* **THE PROBLEM**
Report the lines of the material that carry the string "durable".

------------------------------------------------------------------------

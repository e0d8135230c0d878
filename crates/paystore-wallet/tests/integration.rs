//! Integration tests: the wallet database end to end.
//!
//! These tests open real store files in a temp directory and go through
//! the `WalletDb` facade, including close/reopen cycles and damaged files.

use std::fs::OpenOptions;
use std::io::{Seek, SeekFrom, Write};
use std::path::Path;

use tempfile::TempDir;

use paystore_core::{Config, StoreError};
use paystore_wallet::{SwapAddressInfo, SyncInfo, WalletDb, WalletDbError, WalletDbResult};

// ---------------------------------------------------------------------------
// Helpers
// ---------------------------------------------------------------------------

fn test_db() -> (WalletDb, TempDir) {
    let dir = TempDir::new().unwrap();
    let db = WalletDb::open(dir.path().join("wallet.db"), Config::default()).unwrap();
    (db, dir)
}

fn swap(address: &str, hash: &[u8]) -> SwapAddressInfo {
    SwapAddressInfo { address: address.to_string(), payment_hash: hash.to_vec(), ..Default::default() }
}

fn file_len(path: &Path) -> u64 {
    std::fs::metadata(path).unwrap().len()
}

// ---------------------------------------------------------------------------
// Payment ledger
// ---------------------------------------------------------------------------

#[test]
fn test_payments_in_insertion_order() {
    let (db, _dir) = test_db();
    let payments = db.payments();
    for i in 0..10u8 {
        payments.add_payment(&[i], 0, 0).unwrap();
    }

    let all = payments.fetch_all_payments().unwrap();
    assert_eq!(all.len(), 10);
    for (i, record) in all.iter().enumerate() {
        assert_eq!(record, &vec![i as u8]);
    }
}

#[test]
fn test_sync_info_running_max() {
    let (db, _dir) = test_db();
    let payments = db.payments();
    assert_eq!(payments.fetch_sync_info().unwrap(), SyncInfo::default());

    payments.add_payment(b"A", 5, 100).unwrap();
    payments.add_payment(b"B", 3, 50).unwrap();
    assert_eq!(
        payments.fetch_sync_info().unwrap(),
        SyncInfo { last_sent_payment_time: 100, last_settled_index: 5 }
    );

    payments.add_payment(b"C", 9, 0).unwrap();
    assert_eq!(
        payments.fetch_sync_info().unwrap(),
        SyncInfo { last_sent_payment_time: 100, last_settled_index: 9 }
    );
}

#[test]
fn test_sequence_continues_after_reopen() {
    let dir = TempDir::new().unwrap();
    let path = dir.path().join("wallet.db");

    let db = WalletDb::open(&path, Config::default()).unwrap();
    db.payments().add_payment(b"one", 1, 10).unwrap();
    db.payments().add_payment(b"two", 2, 20).unwrap();
    db.close().unwrap();

    let db = WalletDb::open(&path, Config::default()).unwrap();
    assert_eq!(db.payments().add_payment(b"three", 3, 30).unwrap(), 3);
    assert_eq!(
        db.payments().fetch_all_payments().unwrap(),
        vec![b"one".to_vec(), b"two".to_vec(), b"three".to_vec()]
    );
    assert_eq!(
        db.payments().fetch_sync_info().unwrap(),
        SyncInfo { last_sent_payment_time: 30, last_settled_index: 3 }
    );
}

// ---------------------------------------------------------------------------
// Account and payment requests
// ---------------------------------------------------------------------------

#[test]
fn test_account_and_requests() {
    let (db, _dir) = test_db();
    db.account().save_account(b"X").unwrap();
    db.account().save_account(b"Y").unwrap();
    assert_eq!(db.account().fetch_account().unwrap(), Some(b"Y".to_vec()));

    db.payment_requests().save_payment_request("h1", b"R").unwrap();
    assert_eq!(db.payment_requests().fetch_payment_request("h1").unwrap(), Some(b"R".to_vec()));
    assert_eq!(db.payment_requests().fetch_payment_request("h2").unwrap(), None);
}

// ---------------------------------------------------------------------------
// Swap addresses
// ---------------------------------------------------------------------------

#[test]
fn test_swap_address_lifecycle() {
    let (db, _dir) = test_db();
    let swaps = db.swap_addresses();

    swaps.save_swap_address(&swap("a1", b"h1")).unwrap();
    assert_eq!(swaps.fetch_all_swap_addresses().unwrap(), vec![swap("a1", b"h1")]);

    swaps.update_swap_address_info("a1", |info| info.paid_amount = 1_000).unwrap();
    let funded = swaps.fetch_swap_addresses(|info| info.paid_amount > 0).unwrap();
    assert_eq!(funded.len(), 1);

    assert!(swaps.remove_swap_address_by_payment_hash(b"h1").unwrap());
    assert!(swaps.fetch_all_swap_addresses().unwrap().is_empty());
    assert!(!swaps.remove_swap_address_by_payment_hash(b"h1").unwrap());

    swaps.remove_swap_address("nonexistent").unwrap();
}

#[test]
fn test_swap_record_survives_reopen() {
    let dir = TempDir::new().unwrap();
    let path = dir.path().join("wallet.db");
    let info = SwapAddressInfo {
        address: "2N8hwP1WmJrFF5QWABn38y63uYLhnJYJYTF".into(),
        creation_timestamp: 1_546_300_800,
        payment_hash: vec![1; 32],
        preimage: vec![2; 32],
        private_key: vec![3; 32],
        public_key: vec![4; 33],
        script: vec![5; 70],
        payment_request: "lnbc1...".into(),
        confirmed_amount: 20_000,
        confirmed_transaction_ids: vec!["ab".repeat(32)],
        paid_amount: 19_000,
        lock_height: 288,
        error_message: String::new(),
        entered_mempool: true,
    };

    let db = WalletDb::open(&path, Config::default()).unwrap();
    db.swap_addresses().save_swap_address(&info).unwrap();
    db.close().unwrap();

    let db = WalletDb::open(&path, Config::default()).unwrap();
    assert_eq!(db.swap_addresses().fetch_all_swap_addresses().unwrap(), vec![info]);
}

// ---------------------------------------------------------------------------
// Transactions and file handling
// ---------------------------------------------------------------------------

#[test]
fn test_failed_update_leaves_no_trace() {
    let (db, _dir) = test_db();
    db.account().save_account(b"kept").unwrap();
    let before = db.store().stats();

    let result: WalletDbResult<()> = db.store().update(|tx| {
        tx.namespace_mut(b"account").unwrap().put(b"account", b"lost")?;
        Err(WalletDbError::SwapAddressNotFound("abort".into()))
    });
    assert!(result.is_err());

    assert_eq!(db.account().fetch_account().unwrap(), Some(b"kept".to_vec()));
    assert_eq!(db.store().stats(), before);
    assert_eq!(file_len(db.path()), before.file_bytes);
}

#[cfg(unix)]
#[test]
fn test_second_open_is_locked() {
    let (db, _dir) = test_db();
    let second = WalletDb::open(db.path(), Config::default());
    assert!(matches!(second, Err(WalletDbError::Store(StoreError::Locked { .. }))));

    let path = db.path().to_path_buf();
    db.close().unwrap();
    WalletDb::open(&path, Config::default()).unwrap();
}

#[test]
fn test_torn_tail_truncated_on_reopen() {
    let dir = TempDir::new().unwrap();
    let path = dir.path().join("wallet.db");

    let db = WalletDb::open(&path, Config::default()).unwrap();
    db.payments().add_payment(b"durable", 1, 1).unwrap();
    db.close().unwrap();
    let good_len = file_len(&path);

    // Simulate a crash partway through the next append
    let mut file = OpenOptions::new().append(true).open(&path).unwrap();
    file.write_all(b"PSTX\x40\x00\x00\x00garbage").unwrap();
    drop(file);

    let db = WalletDb::open(&path, Config::default()).unwrap();
    assert_eq!(file_len(&path), good_len);
    assert_eq!(db.payments().fetch_all_payments().unwrap(), vec![b"durable".to_vec()]);
    assert_eq!(db.payments().add_payment(b"next", 2, 2).unwrap(), 2);
}

#[test]
fn test_damaged_payment_before_later_commits_is_corrupted() {
    let dir = TempDir::new().unwrap();
    let path = dir.path().join("wallet.db");

    let db = WalletDb::open(&path, Config::default()).unwrap();
    db.payments().add_payment(b"first", 1, 1).unwrap();
    let second_start = file_len(&path);
    db.payments().add_payment(b"second", 2, 2).unwrap();
    db.payments().add_payment(b"third", 3, 3).unwrap();
    db.close().unwrap();

    // First payload byte of the second payment's entry
    let mut data = std::fs::read(&path).unwrap();
    data[second_start as usize + 32] ^= 0xFF;
    std::fs::write(&path, &data).unwrap();

    match WalletDb::open(&path, Config::default()) {
        Err(err) => assert!(err.is_corruption(), "unexpected error: {err}"),
        Ok(_) => panic!("store with a damaged commit before intact ones must not open"),
    }
    assert_eq!(std::fs::read(&path).unwrap(), data);
}

#[test]
fn test_bad_header_is_corrupted() {
    let dir = TempDir::new().unwrap();
    let path = dir.path().join("wallet.db");
    WalletDb::open(&path, Config::default()).unwrap().close().unwrap();

    let mut file = OpenOptions::new().write(true).open(&path).unwrap();
    file.seek(SeekFrom::Start(0)).unwrap();
    file.write_all(b"XXXX").unwrap();
    drop(file);

    let result = WalletDb::open(&path, Config::default());
    match result {
        Err(err) => assert!(err.is_corruption(), "unexpected error: {err}"),
        Ok(_) => panic!("damaged header must not open"),
    }
}

#[test]
fn test_compaction_preserves_contents_and_sequence() {
    let dir = TempDir::new().unwrap();
    let path = dir.path().join("wallet.db");

    let db = WalletDb::open(&path, Config::default()).unwrap();
    for i in 0..40u64 {
        db.account().save_account(&i.to_be_bytes()).unwrap();
    }
    db.payments().add_payment(b"p1", 4, 40).unwrap();
    db.swap_addresses().save_swap_address(&swap("a1", b"h1")).unwrap();

    let before = file_len(&path);
    let result = db.compact().unwrap();
    assert_eq!(result.original_bytes, before);
    assert!(file_len(&path) < before);
    db.close().unwrap();

    let db = WalletDb::open(&path, Config::default()).unwrap();
    assert_eq!(db.account().fetch_account().unwrap(), Some(39u64.to_be_bytes().to_vec()));
    assert_eq!(db.payments().add_payment(b"p2", 0, 0).unwrap(), 2);
    assert_eq!(
        db.payments().fetch_sync_info().unwrap(),
        SyncInfo { last_sent_payment_time: 40, last_settled_index: 4 }
    );
    assert_eq!(db.swap_addresses().fetch_all_swap_addresses().unwrap(), vec![swap("a1", b"h1")]);
}

#[cfg(unix)]
#[test]
fn test_store_file_is_owner_only() {
    use std::os::unix::fs::PermissionsExt;

    let (db, _dir) = test_db();
    let mode = std::fs::metadata(db.path()).unwrap().permissions().mode();
    assert_eq!(mode & 0o777, 0o600);
}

------------------------------------------------------------------------

* **EXPECTED OUTPUT**
    db.payments().add_payment(b"durable", 1, 1).unwrap();
    assert_eq!(db.payments().fetch_all_payments().unwrap(), vec![b"durable".to_vec()]);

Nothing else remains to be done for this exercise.